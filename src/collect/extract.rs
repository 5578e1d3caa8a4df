//! Turning one qualifying pull request into a task instance.
//!
//! Everything that can go wrong for a single PR degrades to a [`SkipReason`];
//! only credential exhaustion and retryable transport failures escape as
//! [`ForgeError`] so the worker can pause or back off.

use chrono::{DateTime, Utc};
use serde::{Deserialize, Serialize};
use thiserror::Error;

use super::filter::FilterPolicy;
use super::CollectTarget;
use crate::forge::{ForgeError, ForgeSession, PullRequestCandidate, TestReport};

/// One mined task: a real bug fix with the tests that demonstrate it.
#[derive(Debug, Clone, Serialize, Deserialize, PartialEq)]
pub struct TaskInstance {
    pub repo: String,
    pub instance_id: String,
    pub base_commit: String,
    /// Non-test portion of the merged diff.
    pub patch: String,
    /// Test portion of the merged diff.
    pub test_patch: String,
    pub problem_statement: String,
    pub hints_text: String,
    pub created_at: DateTime<Utc>,
    /// Tests failing (or absent) before the patch and passing after.
    pub fail_to_pass: Vec<String>,
    /// Tests passing both before and after the patch.
    pub pass_to_pass: Vec<String>,
    pub environment_setup_commit: String,
    pub version: String,
}

/// Why a candidate was dropped instead of extracted.
#[derive(Debug, Clone, Copy, PartialEq, Eq, Error)]
pub enum SkipReason {
    #[error("no linked issue could be resolved")]
    NoLinkedIssue,
    #[error("diff contains no test changes")]
    NoTestChanges,
    #[error("diff contains no non-test changes")]
    EmptyPatch,
    #[error("no usable CI test data for the merge commit")]
    TestDataUnavailable,
    #[error("diff is not available")]
    DiffUnavailable,
    #[error("pull request payload is malformed")]
    MalformedPayload,
}

/// Extraction outcome for one candidate.
pub type Extraction = Result<TaskInstance, SkipReason>;

pub struct TaskExtractor {
    policy: FilterPolicy,
}

impl TaskExtractor {
    pub fn new(policy: FilterPolicy) -> Self {
        Self { policy }
    }

    pub fn policy(&self) -> &FilterPolicy {
        &self.policy
    }

    /// Extract a task instance from one qualifying candidate.
    ///
    /// `Err` carries failures that should pause or be retried by the caller;
    /// per-PR dead ends come back as `Ok(Err(reason))`.
    pub async fn extract(
        &self,
        session: &ForgeSession<'_>,
        target: &CollectTarget,
        candidate: &PullRequestCandidate,
    ) -> Result<Extraction, ForgeError> {
        if candidate.linked_issues.is_empty() {
            return Ok(Err(SkipReason::NoLinkedIssue));
        }
        let Some(merge_sha) = candidate.merge_sha.as_deref() else {
            return Ok(Err(SkipReason::MalformedPayload));
        };
        if candidate.base_sha.is_empty() {
            return Ok(Err(SkipReason::MalformedPayload));
        }

        let diff = match session.fetch_diff(&target.repo, candidate.number).await {
            Ok(diff) => diff,
            Err(ForgeError::NotFound) => return Ok(Err(SkipReason::DiffUnavailable)),
            Err(ForgeError::Malformed(_)) => return Ok(Err(SkipReason::MalformedPayload)),
            Err(err) => return Err(err),
        };

        let (patch, test_patch) = split_patches(&diff, &self.policy);
        if patch.trim().is_empty() {
            return Ok(Err(SkipReason::EmptyPatch));
        }
        if test_patch.trim().is_empty() {
            return Ok(Err(SkipReason::NoTestChanges));
        }

        let problem_statement = self.problem_statement(session, target, candidate).await?;
        if problem_statement.trim().is_empty() {
            return Ok(Err(SkipReason::NoLinkedIssue));
        }
        let hints_text = self.hints(session, target, candidate).await?;

        let before = match session.fetch_test_report(&target.repo, &candidate.base_sha).await {
            Ok(report) => report,
            // A base commit with no CI data just means every test was absent.
            Err(ForgeError::NotFound) => TestReport::default(),
            Err(err) => return Err(err),
        };
        let after = match session.fetch_test_report(&target.repo, merge_sha).await {
            Ok(report) => report,
            Err(ForgeError::NotFound) => return Ok(Err(SkipReason::TestDataUnavailable)),
            Err(err) => return Err(err),
        };

        let (fail_to_pass, pass_to_pass) = compare_reports(&before, &after);
        if fail_to_pass.is_empty() {
            return Ok(Err(SkipReason::TestDataUnavailable));
        }

        Ok(Ok(TaskInstance {
            repo: target.repo.clone(),
            instance_id: format!("{}-{}", target.file_stem(), candidate.number),
            base_commit: candidate.base_sha.clone(),
            patch,
            test_patch,
            problem_statement,
            hints_text,
            created_at: candidate.created_at,
            fail_to_pass,
            pass_to_pass,
            environment_setup_commit: candidate.base_sha.clone(),
            version: target.version.clone(),
        }))
    }

    /// Concatenated text of every resolvable linked issue.
    async fn problem_statement(
        &self,
        session: &ForgeSession<'_>,
        target: &CollectTarget,
        candidate: &PullRequestCandidate,
    ) -> Result<String, ForgeError> {
        let mut text = String::new();
        for &number in &candidate.linked_issues {
            match session.fetch_issue(&target.repo, number).await {
                Ok(issue) => {
                    text.push_str(&issue.title);
                    text.push('\n');
                    text.push_str(&issue.body);
                    text.push('\n');
                }
                Err(ForgeError::NotFound) | Err(ForgeError::Malformed(_)) => {
                    tracing::debug!(
                        repo = %target.repo,
                        issue = number,
                        "Linked issue not resolvable"
                    );
                }
                Err(err) => return Err(err),
            }
        }
        Ok(text)
    }

    /// Issue discussion written before the fix existed. Best-effort.
    async fn hints(
        &self,
        session: &ForgeSession<'_>,
        target: &CollectTarget,
        candidate: &PullRequestCandidate,
    ) -> Result<String, ForgeError> {
        let commits = match session.fetch_pull_commits(&target.repo, candidate.number).await {
            Ok(commits) => commits,
            Err(err) if matches!(err, ForgeError::RateLimited { .. }) => return Err(err),
            Err(_) => return Ok(String::new()),
        };
        let Some(first_commit_at) = commits.iter().map(|c| c.authored_at).min() else {
            return Ok(String::new());
        };

        let mut hints = Vec::new();
        for &number in &candidate.linked_issues {
            let comments = match session.fetch_issue_comments(&target.repo, number).await {
                Ok(comments) => comments,
                Err(err) if matches!(err, ForgeError::RateLimited { .. }) => return Err(err),
                Err(_) => continue,
            };
            for comment in comments {
                if comment.updated_at < first_commit_at {
                    hints.push(comment.body);
                }
            }
        }
        Ok(hints.join("\n"))
    }
}

/// Partition a unified diff into (non-test patch, test patch).
///
/// File blocks are delimited by `diff --git` lines; a block belongs to the
/// test patch iff its target path is a test path under the policy.
pub fn split_patches(raw: &str, policy: &FilterPolicy) -> (String, String) {
    let mut patch = String::new();
    let mut test_patch = String::new();
    let mut current_is_test = false;
    let mut in_file = false;

    for line in raw.lines() {
        if let Some(path) = parse_diff_file_name(line) {
            in_file = true;
            current_is_test = policy.is_test_path(&path);
        }
        if !in_file {
            continue;
        }
        let out = if current_is_test { &mut test_patch } else { &mut patch };
        out.push_str(line);
        out.push('\n');
    }

    (patch, test_patch)
}

fn parse_diff_file_name(line: &str) -> Option<String> {
    if !line.starts_with("diff --git a/") {
        return None;
    }
    let tokens = line.split_whitespace().collect::<Vec<_>>();
    // Prefer the post-image path so renames land on the new name.
    tokens
        .last()
        .filter(|_| tokens.len() >= 4)
        .map(|path| path.trim_start_matches("b/").to_string())
}

/// Derive fail-to-pass and pass-to-pass sets from before/after CI reports.
///
/// A test absent from the before-report counts as failing there. Identifiers
/// keep the after-report's order.
pub fn compare_reports(before: &TestReport, after: &TestReport) -> (Vec<String>, Vec<String>) {
    let mut fail_to_pass = Vec::new();
    let mut pass_to_pass = Vec::new();

    for outcome in &after.outcomes {
        if !outcome.passed {
            continue;
        }
        let passed_before = before
            .outcomes
            .iter()
            .find(|b| b.id == outcome.id)
            .map(|b| b.passed)
            .unwrap_or(false);
        if passed_before {
            pass_to_pass.push(outcome.id.clone());
        } else {
            fail_to_pass.push(outcome.id.clone());
        }
    }

    (fail_to_pass, pass_to_pass)
}

#[cfg(test)]
mod tests {
    use super::*;
    use crate::forge::TestOutcome;

    const SAMPLE_DIFF: &str = "\
diff --git a/src/parser.rs b/src/parser.rs
index 111..222 100644
--- a/src/parser.rs
+++ b/src/parser.rs
@@ -1,3 +1,3 @@
-old
+new
diff --git a/tests/parser_test.rs b/tests/parser_test.rs
index 333..444 100644
--- a/tests/parser_test.rs
+++ b/tests/parser_test.rs
@@ -1,1 +1,2 @@
 existing
+new assertion
";

    #[test]
    fn splits_source_and_test_blocks() {
        let (patch, test_patch) = split_patches(SAMPLE_DIFF, &FilterPolicy::default());
        assert!(patch.contains("a/src/parser.rs"));
        assert!(patch.contains("+new"));
        assert!(!patch.contains("parser_test"));
        assert!(test_patch.contains("a/tests/parser_test.rs"));
        assert!(test_patch.contains("+new assertion"));
        assert!(!test_patch.contains("src/parser.rs"));
    }

    #[test]
    fn source_only_diff_has_empty_test_patch() {
        let diff = "diff --git a/src/lib.rs b/src/lib.rs\n+change\n";
        let (patch, test_patch) = split_patches(diff, &FilterPolicy::default());
        assert!(!patch.is_empty());
        assert!(test_patch.is_empty());
    }

    #[test]
    fn rename_uses_post_image_path() {
        let line = "diff --git a/src/old.rs b/tests/new_test.rs";
        assert_eq!(
            parse_diff_file_name(line).as_deref(),
            Some("tests/new_test.rs")
        );
        assert_eq!(parse_diff_file_name("diff --git a/only"), None);
        assert_eq!(parse_diff_file_name("+++ b/src/lib.rs"), None);
    }

    fn report(pairs: &[(&str, bool)]) -> TestReport {
        TestReport {
            outcomes: pairs
                .iter()
                .map(|&(id, passed)| TestOutcome {
                    id: id.to_string(),
                    passed,
                })
                .collect(),
        }
    }

    #[test]
    fn report_comparison_classes() {
        let before = report(&[("a", true), ("b", false)]);
        let after = report(&[("a", true), ("b", true), ("c", true), ("d", false)]);

        let (f2p, p2p) = compare_reports(&before, &after);
        // b failed before, c was absent before: both count as fail-to-pass.
        assert_eq!(f2p, vec!["b".to_string(), "c".to_string()]);
        assert_eq!(p2p, vec!["a".to_string()]);
    }

    #[test]
    fn failing_after_is_never_kept() {
        let (f2p, p2p) = compare_reports(&report(&[]), &report(&[("x", false)]));
        assert!(f2p.is_empty());
        assert!(p2p.is_empty());
    }
}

-*-

EXERCISE BRIEF
Reproduce the records above line by line, without any change, up to and including the line that holds "failures escape as".

WRITTEN ANSWER
filename src/collect/extract.rs
repository 5578e1d3caa8a4df
//! Turning one qualifying pull request into a task instance.
//!
//! Everything that can go wrong for a single PR degrades to a [`SkipReason`];
//! only credential exhaustion and retryable transport failures escape as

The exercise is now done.